ニューヨーク特派員報告
第92回

音響オペレータ


去年の秋からコロンビア大学のメディア施設のビル内(複数の多目的ラウンジ、シアターや大講堂がある)で、音響や映像などをオペレーターをしたりし始めた。プレゼンテーション、カンフェレンス、ワークショップ、コンサートやパーティーなどのマイク、プロジェクターや照明のセットアップからミックスとかなどをしたりする。クライアントは、学生から専門の研究機関などの団体から自治会などと幅広い。特にクリエイティブな事が要求される訳も無く、自分のキャリアとはあまり関係ないけど、これがやってみると意外に面白かったりもする。

大きなイベントを担当することになると、そのリハから本番までを引き受ける事になる。
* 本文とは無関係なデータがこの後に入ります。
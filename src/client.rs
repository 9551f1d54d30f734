use async_trait::async_trait;
use reqwest::header::{HeaderMap, HeaderValue, CONTENT_TYPE, COOKIE, USER_AGENT};
use std::env;
use std::path::PathBuf;
use std::sync::Arc;
use std::time::Duration;
use tracing::{debug, info, instrument, warn};
use url::Url;

use crate::auth::SessionGuard;
use crate::credentials::{
    scrape_landing_cookies, CredentialStore, Credentials, DEFAULT_REFRESH_INTERVAL,
};
use crate::decode::decode;
use crate::error::MetaAiError;
use crate::request::{
    build_generation, build_media_fetch, conversation_url, ClientProfile, DEFAULT_BASE_URL,
};
use crate::resolve::{resolve_media, MediaSource, ResolutionPolicy};
use crate::types::{
    GenerationKind, GenerationRequest, GenerationResult, MediaKind, MediaPlaceholder, Orientation,
    ResolutionStrategy,
};
use crate::upload::UploadPolicy;

pub const DEFAULT_UPLOAD_URL: &str = "https://rupload.meta.ai/";

/// The main client for generating media through Meta AI.
///
/// It holds the shared `reqwest::Client`, the credential store and the resolution
/// policies. It is cheap to clone and safe to share across tasks.
#[derive(Clone)]
pub struct MetaAiClient {
    pub(crate) client: reqwest::Client,
    pub(crate) base_url: Url,
    pub(crate) upload_url: Url,
    pub(crate) profile: ClientProfile,
    pub(crate) credentials: Arc<CredentialStore>,
    pub(crate) guard: SessionGuard,
    image_policy: ResolutionPolicy,
    video_policy: ResolutionPolicy,
    pub(crate) upload_policy: UploadPolicy,
}
//! Ordered media extraction strategies.
//!
//! The provider returns media in several unrelated JSON shapes depending on the
//! endpoint and client build. Each strategy knows one shape and returns `None` when the
//! shape is absent; [`extract_media`] takes the first strategy that finds anything.

use once_cell::sync::Lazy;
use regex::Regex;
use serde_json::Value;

use crate::types::{MediaKind, MediaPlaceholder};

/// A named way of finding media in a decoded response.
pub struct ExtractionStrategy {
    pub name: &'static str,
    pub extract: fn(&Value) -> Option<Vec<MediaPlaceholder>>,
}

/// Strategies in the order they are tried.
pub static STRATEGIES: &[ExtractionStrategy] = &[
    ExtractionStrategy { name: "send_message_edges", extract: send_message_edges },
    ExtractionStrategy { name: "fetch_post_edges", extract: fetch_post_edges },
    ExtractionStrategy { name: "media_generated_event", extract: media_generated_event },
    ExtractionStrategy { name: "bot_message_imagine", extract: bot_message_imagine },
    ExtractionStrategy { name: "bot_message_attachments", extract: bot_message_attachments },
    ExtractionStrategy { name: "raw_cdn_urls", extract: raw_cdn_urls },
];

static RAW_VIDEO_URL_RE: Lazy<Regex> = Lazy::new(|| {
    Regex::new(r#"https?://[^\s"'<>\\]+fbcdn[^\s"'<>\\]+\.mp4[^\s"'<>\\]*"#).unwrap()
});

/// Runs the strategies in order and returns the first non-empty result with its name.
pub fn extract_media(value: &Value) -> Option<(&'static str, Vec<MediaPlaceholder>)> {
    STRATEGIES.iter().find_map(|strategy| {
        (strategy.extract)(value)
            .filter(|found| !found.is_empty())
            .map(|found| (strategy.name, dedupe(found)))
    })
}

/// Keeps the first occurrence of every id; later duplicates only fill missing fields.
pub fn dedupe(items: Vec<MediaPlaceholder>) -> Vec<MediaPlaceholder> {
    let mut unique: Vec<MediaPlaceholder> = Vec::with_capacity(items.len());
    for item in items {
        match unique.iter_mut().find(|existing| existing.id == item.id) {
            Some(existing) => existing.absorb(&item),
            None => unique.push(item),
        }
    }
    unique
}

fn non_empty(items: Vec<MediaPlaceholder>) -> Option<Vec<MediaPlaceholder>> {
    (!items.is_empty()).then_some(items)
}

fn str_field<'a>(node: &'a Value, keys: &[&str]) -> Option<&'a str> {
    keys.iter()
        .filter_map(|key| node.get(*key))
        .find_map(|value| value.as_str().filter(|s| !s.is_empty()))
}

fn id_field(node: &Value, keys: &[&str]) -> Option<String> {
    keys.iter().filter_map(|key| node.get(*key)).find_map(|value| match value {
        Value::String(s) if !s.is_empty() => Some(s.clone()),
        Value::Number(n) => Some(n.to_string()),
        _ => None,
    })
}

fn u32_field(node: &Value, key: &str) -> Option<u32> {
    node.get(key)
        .and_then(Value::as_u64)
        .and_then(|n| u32::try_from(n).ok())
}

fn progressive_url(node: &Value) -> Option<&str> {
    node.pointer("/videoDeliveryResponseResult/progressive_urls")?
        .as_array()?
        .iter()
        .find_map(|entry| str_field(entry, &["progressive_url"]))
}

/// Builds a placeholder from any media-like node. The url falls back to the id when the
/// provider omits one.
pub(crate) fn placeholder_from_node(node: &Value, kind: MediaKind) -> Option<MediaPlaceholder> {
    let url = match kind {
        MediaKind::Video => {
            str_field(node, &["video_url", "uri", "url"]).or_else(|| progressive_url(node))
        }
        MediaKind::Image => str_field(node, &["uri", "url", "image_uri", "maybe_image_uri"]),
    }
    .map(str::to_string);

    let id = id_field(node, &["id", "media_id", "mediaId"]).or_else(|| url.clone())?;

    Some(MediaPlaceholder {
        id,
        url,
        kind,
        thumbnail: str_field(node, &["thumbnail_uri", "thumbnailUri", "preview_uri"])
            .map(str::to_string),
        width: u32_field(node, "width"),
        height: u32_field(node, "height"),
        orientation: str_field(node, &["orientation"]).map(str::to_string),
        source_media_id: id_field(node, &["source_media_id", "sourceMediaId"])
            .or_else(|| node.get("source_image").and_then(|source| id_field(source, &["id"]))),
    })
}

fn nodes_at<'a>(value: &'a Value, pointer: &str) -> impl Iterator<Item = &'a Value> {
    value
        .pointer(pointer)
        .and_then(Value::as_array)
        .into_iter()
        .flatten()
}

/// Media inside `messages.edges[].node.content` of the create and fetch responses.
fn media_from_edges(messages: &Value) -> Vec<MediaPlaceholder> {
    let mut found = Vec::new();
    for edge in nodes_at(messages, "/edges") {
        let Some(content) = edge.pointer("/node/content") else {
            continue;
        };
        found.extend(
            nodes_at(content, "/imagine_media/images/nodes")
                .filter_map(|node| placeholder_from_node(node, MediaKind::Image)),
        );
        found.extend(
            nodes_at(content, "/imagine_video/videos/nodes")
                .filter_map(|node| placeholder_from_node(node, MediaKind::Video)),
        );
        if let Some(video) = content.pointer("/imagine_video/video").filter(|v| v.is_object()) {
            found.extend(placeholder_from_node(video, MediaKind::Video));
        }
    }
    found
}

fn send_message_edges(value: &Value) -> Option<Vec<MediaPlaceholder>> {
    let messages = value.pointer("/data/xfb_imagine_send_message/messages")?;
    non_empty(media_from_edges(messages))
}

fn fetch_post_edges(value: &Value) -> Option<Vec<MediaPlaceholder>> {
    let messages = value
        .pointer("/data/xfb_genai_fetch_post/messages")
        .or_else(|| value.pointer("/data/xab_abra__xfb_genai_fetch_post/messages"))?;
    non_empty(media_from_edges(messages))
}

/// `{"type":"media_generated","mediaIds":[...]}` stream events. Ids only, no urls.
fn media_generated_event(value: &Value) -> Option<Vec<MediaPlaceholder>> {
    if value.get("type").and_then(Value::as_str) != Some("media_generated") {
        return None;
    }
    let kind = match value.get("mediaType").and_then(Value::as_str) {
        Some(t) if t.eq_ignore_ascii_case("image") => MediaKind::Image,
        _ => MediaKind::Video,
    };
    let ids = nodes_at(value, "/mediaIds").filter_map(|id| match id {
        Value::String(s) if !s.is_empty() => Some(s.clone()),
        Value::Number(n) => Some(n.to_string()),
        _ => None,
    });
    non_empty(ids.map(|id| MediaPlaceholder::pending(id, kind)).collect())
}

/// The assistant message in legacy send-message responses.
pub(crate) fn bot_message(value: &Value) -> Option<&Value> {
    value
        .pointer("/data/node/bot_response_message")
        .or_else(|| value.pointer("/data/message"))
        .filter(|v| v.is_object())
}

fn bot_message_imagine(value: &Value) -> Option<Vec<MediaPlaceholder>> {
    let message = bot_message(value)?;
    let media_sets = message
        .pointer("/content/imagine/session/media_sets")
        .or_else(|| message.pointer("/imagine_card/session/media_sets"))?;
    let found = media_sets
        .as_array()?
        .iter()
        .flat_map(|set| nodes_at(set, "/imagine_media"))
        .filter_map(|media| {
            let kind = match media.get("media_type").and_then(Value::as_str) {
                Some("VIDEO") => MediaKind::Video,
                _ => MediaKind::Image,
            };
            placeholder_from_node(media, kind)
        })
        .collect();
    non_empty(found)
}

fn bot_message_attachments(value: &Value) -> Option<Vec<MediaPlaceholder>> {
    let message = bot_message(value)?;
    let mut found: Vec<MediaPlaceholder> = nodes_at(message, "/image_attachments")
        .filter_map(|attachment| {
            let url = str_field(attachment, &["uri", "url"])?.to_ascii_lowercase();
            let kind = if url.contains(".mp4") || url.contains(".m4v") {
                MediaKind::Video
            } else {
                MediaKind::Image
            };
            placeholder_from_node(attachment, kind)
        })
        .collect();

    if let Some(sets) = message.pointer("/video_generation/media_sets").and_then(Value::as_array) {
        found.extend(
            sets.iter()
                .flat_map(|set| nodes_at(set, "/video_media"))
                .filter_map(|media| placeholder_from_node(media, MediaKind::Video)),
        );
    }
    for field in ["video_media", "generated_video", "reels"] {
        found.extend(
            nodes_at(message, &format!("/{field}"))
                .filter_map(|media| placeholder_from_node(media, MediaKind::Video)),
        );
    }
    non_empty(found)
}

/// Last resort: CDN video urls anywhere in the document.
fn raw_cdn_urls(value: &Value) -> Option<Vec<MediaPlaceholder>> {
    let text = value.to_string();
    let found = RAW_VIDEO_URL_RE
        .find_iter(&text)
        .map(|m| {
            let mut placeholder = MediaPlaceholder::pending(m.as_str(), MediaKind::Video);
            placeholder.url = Some(m.as_str().to_string());
            placeholder
        })
        .collect();
    non_empty(found)
}

/// The conversation id, if the response names one.
pub fn conversation_id(value: &Value) -> Option<String> {
    if let Some(id) = str_field(value, &["conversationId", "conversation_id"]) {
        return Some(id.to_string());
    }
    for pointer in [
        "/data/xfb_imagine_send_message/conversation/id",
        "/data/xfb_imagine_send_message/conversationId",
        "/data/xfb_genai_fetch_post/conversation/id",
    ] {
        if let Some(id) = value.pointer(pointer).and_then(Value::as_str) {
            return Some(id.to_string());
        }
    }
    let message = bot_message(value)?;
    let id = str_field(message, &["id"])?;
    id.split('_').next().map(str::to_string)
}

/// The provider's streaming state, e.g. `STREAMING` or `OVERALL_DONE`.
pub fn streaming_state(value: &Value) -> Option<String> {
    str_field(value, &["streaming_state", "streamingState"])
        .or_else(|| bot_message(value).and_then(|m| str_field(m, &["streaming_state"])))
        .map(str::to_string)
}

/// The assistant's text reply, joined from its composed text blocks.
pub fn assistant_text(value: &Value) -> Option<String> {
    let message = bot_message(value)?;
    let text = nodes_at(message, "/composed_text/content")
        .filter_map(|block| str_field(block, &["text"]))
        .collect::<Vec<_>>()
        .join("\n");
    (!text.is_empty()).then_some(text)
}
25K平方メートル、集客規模が1600席というマルチパーパスな大講堂での行事の場合、だいたい3、4日連続で技術担当することになる。トランシーバーで、連絡を取り合いながら照明・映像・音響と、それぞれの担当がパフォーマンスを演出していくのである。去年は、生徒達による世界平和へのメッセージを託したダンスパフォーマンスのプログラムの曲と、録音されたアナウンスのミックスを担当した。3日間のリハをずっと付き添っていたので、本番に緊張しまくっている出演者達の顔をみると、心から応援している自分がいた。そういう意味で、この仕事はどちらかというと観客のメンタリティに近いかもしれない。

プレゼンなどは、単発の仕事も多い。早朝に準備して、クライアントの要望に応じ、複数のマイクやパワーポイントなどの環境をアレンジする。一度イベントが進行をはじめるとトラブルが無い限り、ただミキサーの前に座っているだけという時間が続き、睡魔との闘いに陥ることもある。とはいえ、発表されたばかりのオバマ政権による予算案への回答など、最先端の経済ネタや環境問題ネタなどの高度な議論は、耳慣れない専門用語の飛び交う中でも、ついつい耳を傾けてしまうくらい説得力のあるものもある。常に会場の後ろには、施設独自のケータリングによる、珈琲やクッキーなどのスイーツ等があり、その味もホテル級のレベル。朝食、ランチとレセプションなどのスナックなどが、必要に応じ用意されている。

そんな興味深いトピックの中でも、この2月末に行なわれた大規模なカンファレンス、「気候変動に関する世界円卓会議」は、世相を反映した興味深いものであった。僕はステージ裏で、ビデオスイッチャ?でステージの巨大スクリーンに映し出されたタイトルや、パワーポイントの画像などを進行に沿って操作する役割であった。コロンビア大学地球研究所の主催によるこの大掛かりな会議は、その大講堂に三周する円卓をつくり、100を越える大企業(日本からはリコーが参加してた)が世界中から集まり、国連大使や、環境学者、経済学者や、地方議会の代表などの、地球温暖化に対する現状や打開策提案などについてのプレゼンのあと、かなり具体的な質疑応答を行なっていた。質問者は、マイク(100本以上ある)についたスイッチを押し、指名されると企業名と名前がスクリーン映し出されるというシステムで、大人数のコミュニケートを快適化していた。

京都議定書などの世界的な取り組みの進行状況から、温室効果ガスの内訳ついての具体的な説明や、発展途上国の現状、再生可能エネルギーや二酸化炭素の具体的な処理方法など、あらゆる視点から最新の情報が提示されていた。しかし、この地球温暖化というトピック、日本では随分前から話題にされていて、最近では、エコなものがトレンドとして定着してきつつある状況に対し、アメリカでは、今になって始まった事に感じる。これは、まさにオバマ政権によるグリーン・ニューディール政策などにいち早く反応している。この地球研究所長のサックス博士は経済学者だ。政府が雇用を増大させるために、エネルギー再生や公共施設の省エネ化させることに莫大な予算を投じることが、とうとうアメリカの大企業にとっても、無視できない関心事になってきたという事なのだろう。やっとアメリカもエコデビューを果たす訳だ。

一緒に働いているクルー達は、僕とよく似たミュージシャン系が多く、ここで得たギャラを生活の糧にし、自らの創作活動に精をだしてる。また、多国籍の2世が多く、今のアメリカの労働環境の縮図のようだ。実は学者や研究者たちの難解な話なんかより、変態ノイズとかの方が興奮したりする仲間なので、気楽なもんだ。まんざら悪くもないバイトだ。

モクノアキオは、ニューヨーク市立大学で音楽の勉強をたらたらしながら、アンダーグラウンドで14年ちかくエレクトロニックや実験音楽系の地味な活動しつづけている。